As I continue to try to reconcile EDM community thinking (largely influenced by the CMU cognitive community) with psychometric thinking, the more I suspect a philosophical roadblock. Q-matrix aka rule space theory was indeed influenced by AIED and diagnostic modeling ideas and has subsequently been reabsorbed by the EDM world as a stand-in for item response models and psychometrics as a whole. Which is odd, since the same cognitive EDM community is generally not thinking in terms of latent trait models, but rather in terms of mastery of some O(100) individual domain skills. In other words, from an increased likelihood of success in answering a question correctly, one makes an inference about which skills the examinee has mastered not an inference of how skilled the examinee is. (This reminds me of the distinction between guilt and shame…)

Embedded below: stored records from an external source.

//! Tracer provider exporting spans to the local span log.

use super::file_writer::RotatingWriter;
use super::span_formatter::SpanFormatter;
use futures_util::future::BoxFuture;
use opentelemetry::trace::TraceError;
use opentelemetry_sdk::export::trace::{ExportResult, SpanData, SpanExporter};
use opentelemetry_sdk::resource::Resource;
use opentelemetry_sdk::trace::TracerProvider;
use std::path::PathBuf;
use std::sync::atomic::{AtomicBool, Ordering};

/// Span exporter writing one JSON line per span.
struct JsonLinesExporter {
    writer: RotatingWriter,
    formatter: SpanFormatter,
    is_shutdown: AtomicBool,
}

impl JsonLinesExporter {
    fn new(file_path: PathBuf, service: &str) -> Self {
        Self {
            writer: RotatingWriter::new(file_path),
            formatter: SpanFormatter::new(service),
            is_shutdown: AtomicBool::new(false),
        }
    }

    fn write_batch(&self, batch: &[SpanData]) -> ExportResult {
        for line in self.formatter.format_batch(batch) {
            self.writer
                .write_line(&line)
                .map_err(|e| TraceError::from(e.to_string()))?;
        }
        Ok(())
    }
}

impl SpanExporter for JsonLinesExporter {
    fn export(&mut self, batch: Vec<SpanData>) -> BoxFuture<'static, ExportResult> {
        if self.is_shutdown.load(Ordering::SeqCst) {
            return Box::pin(std::future::ready(Err(TraceError::from(
                "exporter is shut down",
            ))));
        }

        Box::pin(std::future::ready(self.write_batch(&batch)))
    }

    fn shutdown(&mut self) {
        self.is_shutdown.store(true, Ordering::SeqCst);
    }
}

impl std::fmt::Debug for JsonLinesExporter {
    fn fmt(&self, f: &mut std::fmt::Formatter<'_>) -> std::fmt::Result {
        f.debug_struct("JsonLinesExporter")
            .field("writer", &self.writer)
            .field("formatter", &self.formatter)
            .field("is_shutdown", &self.is_shutdown)
            .finish()
    }
}

/// Builds a provider that exports every finished span immediately to
/// `file_path`.
///
/// Exports synchronously: the plugin runtime has no background executor.
pub fn create_tracer_provider(file_path: PathBuf, service: &str) -> TracerProvider {
    let exporter = JsonLinesExporter::new(file_path, service);
    let resource = Resource::new(vec![opentelemetry::KeyValue::new(
        "service.name",
        service.to_string(),
    )]);

    TracerProvider::builder()
        .with_config(opentelemetry_sdk::trace::Config::default().with_resource(resource))
        .with_simple_exporter(exporter)
        .build()
}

Since “the truth” is some description of the knowledge space in terms of knowledge components, the cogEDM practitioner want to assess the value of the Q-matrix, perhaps improve it (in the same vein as dividing a KC into subKCs), but learning the Q-matrix from the data is a bit disingenuous since the number of KCs must jibe with the philosophical assumptions of how learning works. Learning a Q-matrix with only 2 factors is never done.
Latent trait modeling tends toward the opposite extreme, perhaps due to historical reasons: one might typically assume that one overall skill should explain all the observations unless the model-data fit is really bad, in which case consider adding a dimension. The latent trait model serves the purpose of explaining the variance/covariance in the observed data, and therefore the more parsimonious the model, the better.

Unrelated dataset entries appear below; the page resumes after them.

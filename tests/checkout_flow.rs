//! End-to-end behaviour of the selection screen through the public API.

use std::collections::BTreeMap;

use skiphire::app::{CloseToken, SelectionPhase};
use skiphire::ui::BodyState;
use skiphire::{handle_event, initialize, Action, AppState, Config, Event, SkipHireError};

const ENDPOINT: &str = "https://api.example/skips";

fn fallback_screen() -> AppState {
    initialize(&Config::default())
}

fn live_screen() -> (AppState, u64) {
    let config = Config {
        endpoint: Some(ENDPOINT.to_string()),
        ..Config::default()
    };
    let mut state = initialize(&config);
    let (_, actions) = handle_event(&mut state, &Event::EndpointChanged(Some(ENDPOINT.to_string()))).unwrap();
    let request_id = match actions.as_slice() {
        [Action::FetchOfferings(request)] => request.id,
        other => panic!("expected one fetch, got {other:?}"),
    };
    (state, request_id)
}

fn respond(state: &mut AppState, request_id: u64, status: u16, body: &str) -> bool {
    let event = Event::OfferingsResponse {
        request_id,
        status,
        has_headers: true,
        body: body.as_bytes().to_vec(),
    };
    handle_event(state, &event).unwrap().0
}

fn visible_sizes(state: &AppState) -> Vec<u32> {
    state.visible_offerings.iter().map(|o| o.size).collect()
}

fn scheduled_token(actions: &[Action]) -> CloseToken {
    match actions {
        [Action::ScheduleClose { token, .. }] => *token,
        other => panic!("expected a scheduled close, got {other:?}"),
    }
}

#[test]
fn select_unselect_and_close_cycle() {
    let mut state = fallback_screen();
    assert_eq!(state.selection.phase(), SelectionPhase::None);
    assert!(state.compute_viewmodel(40, 120).summary.is_none());

    handle_event(&mut state, &Event::Select(2)).unwrap();
    assert_eq!(state.selection.selected_id(), Some(2));
    let summary = state.compute_viewmodel(40, 120).summary.unwrap();
    assert_eq!(summary.title, "6 Yard Skip");
    assert!(!summary.closing);

    let (_, actions) = handle_event(&mut state, &Event::Unselect).unwrap();
    let token = scheduled_token(&actions);
    assert_eq!(state.selection.phase(), SelectionPhase::Closing);
    assert!(state.compute_viewmodel(40, 120).summary.unwrap().closing);

    let (render, _) = handle_event(&mut state, &Event::CloseTimerFired(token)).unwrap();
    assert!(render);
    assert_eq!(state.selection.phase(), SelectionPhase::None);
    assert!(state.compute_viewmodel(40, 120).summary.is_none());
}

#[test]
fn continue_hands_off_only_with_a_selection() {
    let mut state = fallback_screen();
    let (_, actions) = handle_event(&mut state, &Event::Continue).unwrap();
    assert!(actions.is_empty());

    handle_event(&mut state, &Event::Select(3)).unwrap();
    let (_, actions) = handle_event(&mut state, &Event::Continue).unwrap();
    match actions.as_slice() {
        [Action::Continue(handoff)] => {
            assert_eq!(handoff.offering_id, 3);
            assert_eq!(handoff.size, 8);
            assert_eq!(handoff.display_price, 354);
        }
        other => panic!("expected a hand-off, got {other:?}"),
    }
}

#[test]
fn search_and_road_filter_narrow_the_fallback_list() {
    let mut state = fallback_screen();

    handle_event(&mut state, &Event::SearchChanged("1".to_string())).unwrap();
    assert_eq!(visible_sizes(&state), vec![10, 12]);

    handle_event(&mut state, &Event::SearchChanged(String::new())).unwrap();
    handle_event(&mut state, &Event::AllowedOnRoadChanged(true)).unwrap();
    assert_eq!(visible_sizes(&state), vec![4, 6, 8]);

    handle_event(&mut state, &Event::SearchChanged("1".to_string())).unwrap();
    assert!(state.visible_offerings.is_empty());
    match state.compute_viewmodel(40, 120).body {
        BodyState::Empty(empty) => assert_eq!(empty.message, "No skips match your filters"),
        other => panic!("expected empty state, got {other:?}"),
    }
}

#[test]
fn filtered_out_selection_stays_selected() {
    let mut state = fallback_screen();
    handle_event(&mut state, &Event::Select(5)).unwrap();
    handle_event(&mut state, &Event::AllowedOnRoadChanged(true)).unwrap();

    assert_eq!(state.selection.selected_id(), Some(5));
    assert!(state.compute_viewmodel(40, 120).summary.is_some());
}

#[test]
fn server_error_is_shown_with_retry() {
    let (mut state, request_id) = live_screen();
    assert!(state.fetch.is_loading());
    assert!(matches!(state.compute_viewmodel(40, 120).body, BodyState::Loading));

    assert!(respond(&mut state, request_id, 500, ""));
    assert!(!state.fetch.is_loading());
    assert!(state.fetch.data().is_empty());
    assert_eq!(state.fetch.error(), Some("HTTP error! status: 500"));

    match state.compute_viewmodel(40, 120).body {
        BodyState::Error(info) => assert_eq!(info.message, "HTTP error! status: 500"),
        other => panic!("expected error body, got {other:?}"),
    }

    let (_, actions) = handle_event(&mut state, &Event::Retry).unwrap();
    assert!(matches!(actions.as_slice(), [Action::FetchOfferings(_)]));
    assert!(state.fetch.is_loading());
    assert!(state.fetch.error().is_none());
}

#[test]
fn transport_failure_is_reported() {
    let (mut state, request_id) = live_screen();
    let event = Event::OfferingsResponse {
        request_id,
        status: 400,
        has_headers: false,
        body: b"connection refused".to_vec(),
    };
    handle_event(&mut state, &event).unwrap();

    let expected = SkipHireError::Transport("connection refused".to_string()).to_string();
    assert_eq!(state.fetch.error(), Some(expected.as_str()));
}

#[test]
fn live_offerings_replace_the_fallback_in_order() {
    let (mut state, request_id) = live_screen();
    let body = r#"[
        {"id": 17, "size": 20, "hire_period_days": 14, "price_before_vat": 500, "vat": 20},
        {"id": 11, "size": 6, "hire_period_days": 7, "price_before_vat": 250, "vat": 20}
    ]"#;

    assert!(respond(&mut state, request_id, 200, body));
    let ids: Vec<u64> = state.fetch.data().iter().map(|o| o.id).collect();
    assert_eq!(ids, vec![17, 11]);
    assert_eq!(visible_sizes(&state), vec![20, 6]);
    assert!(state.compute_viewmodel(40, 120).notices.is_empty());
}

#[test]
fn empty_live_list_shows_empty_state() {
    let (mut state, request_id) = live_screen();
    respond(&mut state, request_id, 200, "[]");

    match state.compute_viewmodel(40, 120).body {
        BodyState::Empty(empty) => assert_eq!(empty.message, "No skips available"),
        other => panic!("expected empty state, got {other:?}"),
    }
}

#[test]
fn selection_missing_from_new_data_is_cleared() {
    let (mut state, request_id) = live_screen();
    let first = r#"[{"id": 11, "size": 6, "hire_period_days": 7, "price_before_vat": 250, "vat": 20}]"#;
    respond(&mut state, request_id, 200, first);
    handle_event(&mut state, &Event::Select(11)).unwrap();

    let (_, actions) = handle_event(&mut state, &Event::Retry).unwrap();
    let retry_id = match actions.as_slice() {
        [Action::FetchOfferings(request)] => request.id,
        other => panic!("expected a fetch, got {other:?}"),
    };
    let second = r#"[{"id": 12, "size": 8, "hire_period_days": 7, "price_before_vat": 300, "vat": 20}]"#;
    respond(&mut state, retry_id, 200, second);

    assert_eq!(state.selection.phase(), SelectionPhase::None);
    assert!(state.compute_viewmodel(40, 120).summary.is_none());
}

#[test]
fn stale_response_is_ignored() {
    let (mut state, first_id) = live_screen();
    let moved = "https://api.example/v2/skips".to_string();
    let (_, actions) = handle_event(&mut state, &Event::EndpointChanged(Some(moved))).unwrap();
    let second_id = match actions.as_slice() {
        [Action::FetchOfferings(request)] => request.id,
        other => panic!("expected a fetch, got {other:?}"),
    };
    assert_ne!(first_id, second_id);

    let body = r#"[{"id": 11, "size": 6, "hire_period_days": 7, "price_before_vat": 250, "vat": 20}]"#;
    assert!(!respond(&mut state, first_id, 200, body));
    assert!(state.fetch.is_loading());
    assert!(state.fetch.data().is_empty());
}

#[test]
fn stale_close_timer_does_not_clear_a_new_selection() {
    let mut state = fallback_screen();
    handle_event(&mut state, &Event::Select(1)).unwrap();
    let (_, actions) = handle_event(&mut state, &Event::Unselect).unwrap();
    let stale = scheduled_token(&actions);

    handle_event(&mut state, &Event::Select(4)).unwrap();
    let (render, _) = handle_event(&mut state, &Event::CloseTimerFired(stale)).unwrap();

    assert!(!render);
    assert_eq!(state.selection.selected_id(), Some(4));
}

#[test]
fn events_after_teardown_are_ignored() {
    let mut state = fallback_screen();
    handle_event(&mut state, &Event::Select(2)).unwrap();
    let (_, actions) = handle_event(&mut state, &Event::Unselect).unwrap();
    let token = scheduled_token(&actions);

    handle_event(&mut state, &Event::Teardown).unwrap();
    assert_eq!(state.selection.phase(), SelectionPhase::None);

    for event in [
        Event::CloseTimerFired(token),
        Event::Select(3),
        Event::SearchChanged("8".to_string()),
        Event::Retry,
    ] {
        let (render, actions) = handle_event(&mut state, &event).unwrap();
        assert!(!render);
        assert!(actions.is_empty());
    }
    assert_eq!(state.selection.phase(), SelectionPhase::None);
    assert!(state.filters.search.is_empty());
}

#[test]
fn close_focus_tears_down_and_closes() {
    let mut state = fallback_screen();
    let (_, actions) = handle_event(&mut state, &Event::CloseFocus).unwrap();
    assert_eq!(actions, vec![Action::CloseFocus]);
    assert!(state.torn_down);
}

#[test]
fn unknown_step_is_reported_and_defaults_apply() {
    let mut map = BTreeMap::new();
    map.insert("steps".to_string(), "postcode,teleport".to_string());
    map.insert("endpoint".to_string(), ENDPOINT.to_string());

    assert!(matches!(Config::from_zellij(&map), Err(SkipHireError::Config(_))));

    let (config, error) = Config::from_zellij_or_defaults(&map);
    assert!(error.is_some());
    assert_eq!(config.endpoint.as_deref(), Some(ENDPOINT));
    assert_eq!(config.steps.len(), 6);
}

#[test]
fn selecting_an_unlisted_offering_leaves_nothing_selected() {
    let mut state = fallback_screen();
    let (render, _) = handle_event(&mut state, &Event::Select(99)).unwrap();

    assert!(!render);
    assert_eq!(state.selection.phase(), SelectionPhase::None);
    assert!(state.compute_viewmodel(40, 120).summary.is_none());
}

#[test]
fn denied_network_access_is_shown_as_retryable_error() {
    let config = Config {
        endpoint: Some(ENDPOINT.to_string()),
        ..Config::default()
    };
    let mut state = initialize(&config);
    handle_event(&mut state, &Event::NetworkUnavailable("network access was denied".to_string())).unwrap();

    match state.compute_viewmodel(40, 120).body {
        BodyState::Error(info) => {
            assert_eq!(info.message, "Failed to fetch skip data: network access was denied");
            assert_eq!(info.retry_hint, "Press R to try again");
        }
        other => panic!("expected error body, got {other:?}"),
    }
    assert!(state.compute_viewmodel(40, 120).footer.keybindings.contains("R: retry"));

    let (_, actions) = handle_event(&mut state, &Event::Retry).unwrap();
    assert_eq!(actions, vec![Action::RequestNetworkAccess]);
}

We may know that a domain expert would classify the questions on an instrument into 4 or 5 groups, but that doesn’t mean of course that 4 or 5 skills (KCs, whatever) are necessary to explain student response data. Of course if a single factor could explain the data, and if the items, thus parameterized do not cluster at all, then we might safely say the expert is just plain wrong. A compromise however is that it is possible to find 5 clusters with only 3 skills, just for example. Which brings me to the question in the title of this post.